The game of Euchre


By John W. Keller, 1887




Miscellaneous Variations - CHAPTER 9


The variations of Euchre already given are the forms in which the game is most frequently met with. They illustrate the cardinal principles of the game, as well as its best and most popular elements. It is not surprising, therefore, that they should have encountered such general popularity. But there are still other variations of Euchre, some of which have been received with considerable favor, and some have been relegated to oblivion. Among the former is French euchre


French Euchre.


In this form of Euchre only twenty-four cards are used, all below nines being thrown out.


Four persons play the game, partners sitting opposite each other, as in the regular four-handed game of Euchre.


The allotment of partners and the deal are decided by cutting, as in the regular game; and the cards are dealt according to the rule already given, but no trump is turned.


When the deal has been completed, each player, in turn, beginning with the eldest hand, has the right to bid for the privilege of naming the trump; and that player making the highest bid is entitled to name the trump. For instance, if A and B are playing against C and D, and it is A's deal, with C holding the eldest hand, C has the first bid. He bids to make three tricks. B, who is A's partner, and therefore sits immediately to the left of C, must then bid or declare that he will not bid. But unless he bids more than three tricks, his bid is worthless; for C has already bid three tricks, and B cannot supersede him without bidding more than three tricks. If B bids four tricks, however, he supersedes C in the right to make the trump. Then comes D's turn, and he must bid more than either C or B in order to make the trump. And finally, if none of the foregoing players has bid five tricks, the bid comes to A, who may name the trump by bidding higher than any other player.


If any player, the eldest hand for instance, bids five tricks, that ends the bidding for that deal; for five tricks are all that can be made, and no player has the right to bid exactly the same number of tricks that a preceding player has bid. In other words, if two or more players bid the same number of tricks, and no higher bid has been made, the right to name the trump belongs to the player first making that bid.


Each player has but one bid for the trump. When the trump has been disposed of to the highest bidder, and he has named it, the play begins with the eldest hand leading. The game then proceeds according to the rules of the regular four-handed game of Euchre, except so far as scoring and lone hands are concerned. Lone hands cannot be played.


Should either side make more tricks than are bid, it cannot count the tricks in excess of the number bid. For instance, if a side bids three tricks, and makes five, it can count only three.

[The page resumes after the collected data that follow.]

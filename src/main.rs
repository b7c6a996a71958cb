// src/main.rs
use anyhow::Context;
use extgroup::args::Args;
use extgroup::config::Config;
use extgroup::options::OutputFormat;
use extgroup::presentation;
use std::io;
use std::process::ExitCode;
use tracing_subscriber::EnvFilter;

fn init_logging() {
    tracing_subscriber::fmt()
        .with_env_filter(EnvFilter::try_from_default_env().unwrap_or_else(|_| "warn".into()))
        .with_writer(io::stderr)
        .with_target(false)
        .init();
}

fn run(config: &Config) -> anyhow::Result<()> {
    if config.verbose {
        // Keep stdout parseable in JSON mode
        let header = match config.format {
            OutputFormat::Text => presentation::write_scan_header(config, io::stdout().lock()),
            OutputFormat::Json => presentation::write_scan_header(config, io::stderr().lock()),
        };
        header.context("failed to print scan settings")?;
    }

    let index = extgroup::collect(config)
        .with_context(|| format!("failed to scan {}", config.directory.display()))?;
    presentation::report(&index, config, io::stdout().lock()).context("failed to write report")?;
    Ok(())
}

fn main() -> ExitCode {
    let args = Args::parse_lenient(std::env::args_os()).unwrap_or_else(|e| e.exit());
    init_logging();
    let config = Config::from(args);
    tracing::debug!(?config, "starting");

    match run(&config) {
        Ok(()) => ExitCode::SUCCESS,
        Err(e) => {
            eprintln!("Error: {e:#}");
            ExitCode::FAILURE
        }
    }
}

A player winning the making of the trump by his bid must, with the assistance of his partner, make the number of tricks bid, or else be euchred. In the event of a euchre, the opposing side is entitled to score all that the side making the trump would have scored, had it been successful. For example, if a side bids five tricks, and fails to make them, the opposing side is entitled to score five points.


Fifteen points constitute the game in French Euchre, and each trick counts a point.


Napoleon.


Napoleon is a French variation of Euchre, and in some respects resembles French Euchre. It is played with thirty-two cards, - all below the sevens being left out, - and by any number of players under seven.


Each player plays for himself.


The deal is settled by cutting, as in the regular game; and the cards are dealt from right to left, two cards at a time to each player, and then three, or three at a time to each player, and then two.


After the cards are dealt, no trump is turned; but each player has a chance to bid, beginning with the eldest hand, and progressing in turn to the left until the dealer is reached, who has the last bid unless some other player shall have bid five points, and thus ended all competition.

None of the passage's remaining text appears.